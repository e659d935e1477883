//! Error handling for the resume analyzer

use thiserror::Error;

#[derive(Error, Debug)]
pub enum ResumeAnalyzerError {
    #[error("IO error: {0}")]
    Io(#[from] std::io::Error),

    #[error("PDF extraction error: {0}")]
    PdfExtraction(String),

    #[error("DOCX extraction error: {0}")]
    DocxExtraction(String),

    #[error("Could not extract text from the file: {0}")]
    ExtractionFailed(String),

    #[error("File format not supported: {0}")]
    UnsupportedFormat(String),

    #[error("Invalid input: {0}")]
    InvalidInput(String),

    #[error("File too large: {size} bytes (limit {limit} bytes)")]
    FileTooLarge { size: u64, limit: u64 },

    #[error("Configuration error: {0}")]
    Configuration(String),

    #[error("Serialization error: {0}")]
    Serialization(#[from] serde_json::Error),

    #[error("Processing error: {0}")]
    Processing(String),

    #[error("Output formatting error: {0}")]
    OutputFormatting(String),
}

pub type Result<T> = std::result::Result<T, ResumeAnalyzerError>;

▬▬▬

Retype every entry without changing anything.

repository e659d935e1477883
//! Error handling for the resume analyzer

use thiserror::Error;

#[derive(Error, Debug)]
pub enum ResumeAnalyzerError {
    #[error("IO error: {0}")]
    Io(#[from] std::io::Error),

    #[error("PDF extraction error: {0}")]
    PdfExtraction(String),

    #[error("DOCX extraction error: {0}")]
    DocxExtraction(String),

    #[error("Could not extract text from the file: {0}")]
    ExtractionFailed(String),

    #[error("File format not supported: {0}")]
    UnsupportedFormat(String),

    #[error("Invalid input: {0}")]
    InvalidInput(String),

    #[error("File too large: {size} bytes (limit {limit} bytes)")]
    FileTooLarge { size: u64, limit: u64 },

    #[error("Configuration error: {0}")]
    Configuration(String),

    #[error("Serialization error: {0}")]
    Serialization(#[from] serde_json::Error),

    #[error("Processing error: {0}")]
    Processing(String),

    #[error("Output formatting error: {0}")]
    OutputFormatting(String),
}

pub type Result<T> = std::result::Result<T, ResumeAnalyzerError>;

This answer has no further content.